Freedom of Speech – I get to get up here and say whatever I want, and you get to say whatever you want, you can post whatever you want on FaceBook. You can comment on whatever you want on FB. And I can delete whatever I want on FB.
Freedom of the Press
Freedom to Assemble – we get to gather and don’t have to register with the gov’t to do so
Freedom of Religion
Freedom to Bear Arms
Due Process – can’t be tried on the same set of facts twice, and have the right to remain silent
Jury Trial – this is a privilege, there are many countries where there’s no jury of your peers
Free from Search & Seizure – gov’t can’t search or take things from your home without probable cause
Free from Cruel & Unusual Punishment – you can’t be treated like some other countries treat people
We are all free from the Quartering of Soldiers – prevents government from forcing homeowners to allow soldiers to use their homes.
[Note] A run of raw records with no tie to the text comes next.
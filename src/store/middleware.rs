/// Hook run after every successful update, once subscribers are notified.
///
/// Middleware observes; it cannot veto or alter the update.
pub trait Middleware<V>: Send + Sync {
    fn after_set(&self, store: &str, action: &str, prev: &V, next: &V);
}
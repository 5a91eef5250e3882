//! Durable key-value storage for store snapshots.
//!
//! Keys are store names (e.g. `countStore`), values are JSON strings.

mod file;
mod memory;

pub use file::FileStorage;
pub use memory::MemoryStorage;

use thiserror::Error;

/// Errors raised by a storage backend.
#[derive(Debug, Error)]
pub enum StorageError {
    #[error("Invalid storage key '{key}': {reason}")]
    InvalidKey { key: String, reason: &'static str },

    #[error("Storage I/O failed for key '{key}': {source}")]
    Io {
        key: String,
        #[source]
        source: std::io::Error,
    },
}

/// String key-value storage.
pub trait Storage: Send + Sync {
    /// Read the value under `key`. Absent keys are `Ok(None)`.
    fn get(&self, key: &str) -> Result<Option<String>, StorageError>;

    fn set(&self, key: &str, value: &str) -> Result<(), StorageError>;

    /// Remove `key`. Removing an absent key succeeds.
    fn remove(&self, key: &str) -> Result<(), StorageError>;
}

/// Keys double as file names, so keep them to a portable alphabet.
pub(crate) fn validate_key(key: &str) -> Result<(), StorageError> {
    if key.is_empty() {
        return Err(StorageError::InvalidKey {
            key: key.to_string(),
            reason: "key is empty",
        });
    }
    if !key
        .chars()
        .all(|c| c.is_ascii_alphanumeric() || c == '-' || c == '_' || c == '.')
        || key.starts_with('.')
    {
        return Err(StorageError::InvalidKey {
            key: key.to_string(),
            reason: "only ASCII letters, digits, '-', '_' and inner '.' are allowed",
        });
    }
    Ok(())
}
//! File-backed storage: one `<key>.json` file per key under a directory.
//!
//! Writes go to a temp file that is renamed over the target while holding
//! an exclusive advisory lock on `<key>.lock`, so readers never observe a
//! torn snapshot.

use std::fs::{self, File, OpenOptions};
use std::io::{ErrorKind, Write};
use std::path::{Path, PathBuf};

use fs2::FileExt;

use super::{validate_key, Storage, StorageError};

#[derive(Debug, Clone)]
pub struct FileStorage {
    dir: PathBuf,
}

impl FileStorage {
    /// The directory is created lazily on first write.
    pub fn new(dir: impl Into<PathBuf>) -> Self {
        Self { dir: dir.into() }
    }

    pub fn dir(&self) -> &Path {
        &self.dir
    }

    /// Path of the snapshot file for `key`.
    pub fn path_for(&self, key: &str) -> PathBuf {
        self.dir.join(format!("{}.json", key))
    }

    fn lock_path(&self, key: &str) -> PathBuf {
        self.dir.join(format!("{}.lock", key))
    }

    fn io_error(key: &str) -> impl FnOnce(std::io::Error) -> StorageError + '_ {
        move |source| StorageError::Io {
            key: key.to_string(),
            source,
        }
    }

    fn lock(&self, key: &str) -> Result<File, StorageError> {
        fs::create_dir_all(&self.dir).map_err(Self::io_error(key))?;
        let lock = OpenOptions::new()
            .create(true)
            .truncate(false)
            .write(true)
            .open(self.lock_path(key))
            .map_err(Self::io_error(key))?;
        FileExt::lock_exclusive(&lock).map_err(Self::io_error(key))?;
        Ok(lock)
    }
}

impl Storage for FileStorage {
    fn get(&self, key: &str) -> Result<Option<String>, StorageError> {
        validate_key(key)?;
        match fs::read_to_string(self.path_for(key)) {
            Ok(content) => Ok(Some(content)),
            Err(e) if e.kind() == ErrorKind::NotFound => Ok(None),
            Err(e) => Err(Self::io_error(key)(e)),
        }
    }

    fn set(&self, key: &str, value: &str) -> Result<(), StorageError> {
        validate_key(key)?;
        let lock = self.lock(key)?;

        let target = self.path_for(key);
        let tmp = self.dir.join(format!("{}.json.tmp", key));
        let result = (|| {
            let mut file = File::create(&tmp)?;
            file.write_all(value.as_bytes())?;
            file.sync_all()?;
            fs::rename(&tmp, &target)
        })();

        if let Err(e) = FileExt::unlock(&lock) {
            tracing::debug!(key = %key, error = %e, "Failed to release storage lock");
        }
        result.map_err(Self::io_error(key))
    }

    fn remove(&self, key: &str) -> Result<(), StorageError> {
        validate_key(key)?;
        match fs::remove_file(self.path_for(key)) {
            Ok(()) => Ok(()),
            Err(e) if e.kind() == ErrorKind::NotFound => Ok(()),
            Err(e) => Err(Self::io_error(key)(e)),
        }
    }
}
mod common;

use common::mock_counter::{MockCounterApi, MockResponse};
use counterstate::config::RemoteConfig;
use counterstate::remote::{CountClient, RemoteError};

#[tokio::test]
async fn increase_puts_next_value_and_returns_server_echo() {
    let mock = MockCounterApi::start().await;
    mock.enqueue_response(MockResponse::json(r#"{"value": 3}"#)).await;

    let client = CountClient::new(mock.base_url()).unwrap();
    let value = client.increase("1", 2).await.unwrap();
    assert_eq!(value, 3);

    let requests = mock.captured_requests().await;
    assert_eq!(requests.len(), 1);
    assert_eq!(requests[0].method, "PUT");
    assert_eq!(requests[0].path, "/count/1");
    assert_eq!(requests[0].json(), serde_json::json!({ "value": 3 }));
}

#[tokio::test]
async fn server_value_wins_over_local_guess() {
    let mock = MockCounterApi::start().await;
    // Another writer got there first; the server reports its own value.
    mock.enqueue_response(MockResponse::json(r#"{"value": 10}"#)).await;

    let client = CountClient::new(mock.base_url()).unwrap();
    assert_eq!(client.increase("1", 2).await.unwrap(), 10);
}

#[tokio::test]
async fn get_reads_value() {
    let mock = MockCounterApi::start().await;
    mock.seed("abc", 17).await;

    let client = CountClient::new(mock.base_url()).unwrap();
    assert_eq!(client.get("abc").await.unwrap(), 17);

    let requests = mock.captured_requests().await;
    assert_eq!(requests[0].method, "GET");
    assert_eq!(requests[0].path, "/count/abc");
}

#[tokio::test]
async fn get_unknown_counter_is_not_found() {
    let mock = MockCounterApi::start().await;
    let client = CountClient::new(mock.base_url()).unwrap();

    let err = client.get("nope").await.unwrap_err();
    assert!(matches!(err, RemoteError::NotFound { ref id } if id == "nope"));
}

#[tokio::test]
async fn reset_puts_zero() {
    let mock = MockCounterApi::start().await;
    mock.seed("1", 9).await;

    let client = CountClient::new(mock.base_url()).unwrap();
    assert_eq!(client.reset("1").await.unwrap(), 0);
    assert_eq!(mock.value("1").await, Some(0));

    let requests = mock.captured_requests().await;
    assert_eq!(requests[0].json(), serde_json::json!({ "value": 0 }));
}

#[tokio::test]
async fn transport_failure_is_network_error() {
    let client = CountClient::new(common::dead_base_url()).unwrap();
    let err = client.get("1").await.unwrap_err();
    assert!(matches!(err, RemoteError::Network { .. }));
    assert_eq!(err.kind(), "network_error");
}

#[tokio::test]
async fn server_error_status_is_reported() {
    let mock = MockCounterApi::start().await;
    mock.enqueue_response(MockResponse::error(503, "maintenance")).await;

    let client = CountClient::new(mock.base_url()).unwrap();
    let err = client.reset("1").await.unwrap_err();
    match err {
        RemoteError::Status { status, message } => {
            assert_eq!(status, 503);
            assert!(message.contains("maintenance"));
        }
        other => panic!("expected status error, got {:?}", other),
    }
}

#[tokio::test]
async fn malformed_body_is_decode_error() {
    let mock = MockCounterApi::start().await;
    mock.enqueue_response(MockResponse::json(r#"{"count": 1}"#)).await;

    let client = CountClient::new(mock.base_url()).unwrap();
    let err = client.get("1").await.unwrap_err();
    assert!(matches!(err, RemoteError::Decode { .. }));
}

#[tokio::test]
async fn invalid_id_sends_nothing() {
    let mock = MockCounterApi::start().await;
    let client = CountClient::new(mock.base_url()).unwrap();

    let err = client.increase("../admin", 1).await.unwrap_err();
    assert!(matches!(err, RemoteError::Validation(_)));
    assert!(mock.captured_requests().await.is_empty());
}

#[tokio::test]
async fn configured_timeout_bounds_slow_requests() {
    let mock = MockCounterApi::start().await;
    mock.enqueue_response(MockResponse::json(r#"{"value": 1}"#).with_delay(3_000))
        .await;

    let config = RemoteConfig {
        base_url: mock.base_url(),
        counter_id: "1".to_string(),
        timeout_seconds: Some(1),
    };
    let client = CountClient::from_config(&config).unwrap();

    let err = client.get("1").await.unwrap_err();
    assert!(matches!(err, RemoteError::Network { .. }));
}
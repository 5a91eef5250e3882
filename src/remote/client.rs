use std::time::Duration;

use reqwest::{Client, StatusCode};
use serde::{Deserialize, Serialize};

use super::error::RemoteError;
use crate::config::RemoteConfig;

#[derive(Debug, Serialize, Deserialize)]
struct CountBody {
    value: i64,
}

/// Thin client over `GET/PUT /count/{id}`.
///
/// Never touches a store: callers apply the returned value themselves.
/// There is no retry and no idempotency key, so a retried `increase` may
/// count twice.
#[derive(Debug, Clone)]
pub struct CountClient {
    client: Client,
    base_url: String,
}

impl CountClient {
    /// Build a client without a request timeout.
    pub fn new(base_url: impl Into<String>) -> Result<Self, RemoteError> {
        Self::build(base_url.into(), None)
    }

    pub fn from_config(config: &RemoteConfig) -> Result<Self, RemoteError> {
        Self::build(
            config.base_url.clone(),
            config.timeout_seconds.map(Duration::from_secs),
        )
    }

    fn build(base_url: String, timeout: Option<Duration>) -> Result<Self, RemoteError> {
        let mut builder = Client::builder();
        if let Some(timeout) = timeout {
            builder = builder.timeout(timeout);
        }
        let client = builder.build().map_err(RemoteError::Client)?;

        Ok(Self {
            client,
            base_url: base_url.trim_end_matches('/').to_string(),
        })
    }

    pub fn base_url(&self) -> &str {
        &self.base_url
    }

    /// Read the counter.
    pub async fn get(&self, id: &str) -> Result<i64, RemoteError> {
        validate_id(id)?;
        let url = self.endpoint(id);
        tracing::debug!(url = %url, "GET counter");

        let response = self
            .client
            .get(&url)
            .send()
            .await
            .map_err(|source| RemoteError::Network {
                url: url.clone(),
                source,
            })?;

        Self::decode(id, &url, response).await
    }

    /// Store `current + 1` and return what the server echoes back.
    pub async fn increase(&self, id: &str, current: i64) -> Result<i64, RemoteError> {
        validate_id(id)?;
        let next = current
            .checked_add(1)
            .ok_or_else(|| RemoteError::Validation(format!("counter {} cannot increase", current)))?;
        self.put(id, next).await
    }

    /// Store 0 and return what the server echoes back.
    pub async fn reset(&self, id: &str) -> Result<i64, RemoteError> {
        validate_id(id)?;
        self.put(id, 0).await
    }

    async fn put(&self, id: &str, value: i64) -> Result<i64, RemoteError> {
        let url = self.endpoint(id);
        tracing::debug!(url = %url, value = value, "PUT counter");

        let response = self
            .client
            .put(&url)
            .json(&CountBody { value })
            .send()
            .await
            .map_err(|source| RemoteError::Network {
                url: url.clone(),
                source,
            })?;

        Self::decode(id, &url, response).await
    }

    async fn decode(id: &str, url: &str, response: reqwest::Response) -> Result<i64, RemoteError> {
        let status = response.status();
        if status == StatusCode::NOT_FOUND {
            return Err(RemoteError::NotFound { id: id.to_string() });
        }
        if !status.is_success() {
            let message = match response.text().await {
                Ok(text) => text,
                Err(err) => {
                    tracing::debug!(url = %url, error = %err, "Failed to read error body");
                    String::new()
                }
            };
            tracing::warn!(url = %url, status = status.as_u16(), "Counter API error");
            return Err(RemoteError::Status {
                status: status.as_u16(),
                message,
            });
        }

        let body: CountBody = response.json().await.map_err(|source| RemoteError::Decode {
            url: url.to_string(),
            source,
        })?;
        Ok(body.value)
    }

    fn endpoint(&self, id: &str) -> String {
        format!("{}/count/{}", self.base_url, id)
    }
}

/// Counter ids go straight into the URL path, so keep them URL-safe.
pub fn validate_id(id: &str) -> Result<(), RemoteError> {
    if id.is_empty() {
        return Err(RemoteError::Validation("counter id is empty".to_string()));
    }
    if !id
        .chars()
        .all(|c| c.is_ascii_alphanumeric() || c == '-' || c == '_')
    {
        return Err(RemoteError::Validation(format!(
            "counter id '{}' may only contain ASCII letters, digits, '-' and '_'",
            id
        )));
    }
    Ok(())
}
Before the Revolutionary War, laws gave British soldiers the right to take over private homes.

That last one brings up a good point: If the Bill of Rights were written today, they would look a bit different. We’d likely include:

  • Free education because we’ve come to assume education should be free.
  • Free Healthcare
  • Freedom from Gov’t interference
  • Free Wifi for everybody

Now the guys who wrote The Bill of Rights and our Constitution were so smart. They knew that as times changed that the specifics of the Bill of Rights would need to be adjusted. So they came up with the…

Amendment (IX):
The enumeration in the Constitution, of certain rights, shall not be construed to deny or disparage others (other rights) retained by the people.

This should be everyone’s favorite amendment. It’s the catch all amendment. Just in case we left something off the list, just claim the 9th Amendment. They knew that future generations may look at these as if they were the only rights individuals have. So they came up with the 9th Amendment to say there may be other individual rights that go beyond what’s listed. Basically it’s saying, we aren’t listing all of the rights just some specific ones. All so interesting, I know…

If we were to rewrite the 9th Amendment today, the way we express our individual rights, here’s what it might say:

The right to do what I want, when I want, with whom I want as long as it doesn’t interfere with anyone else’s amended ninth amendment rights.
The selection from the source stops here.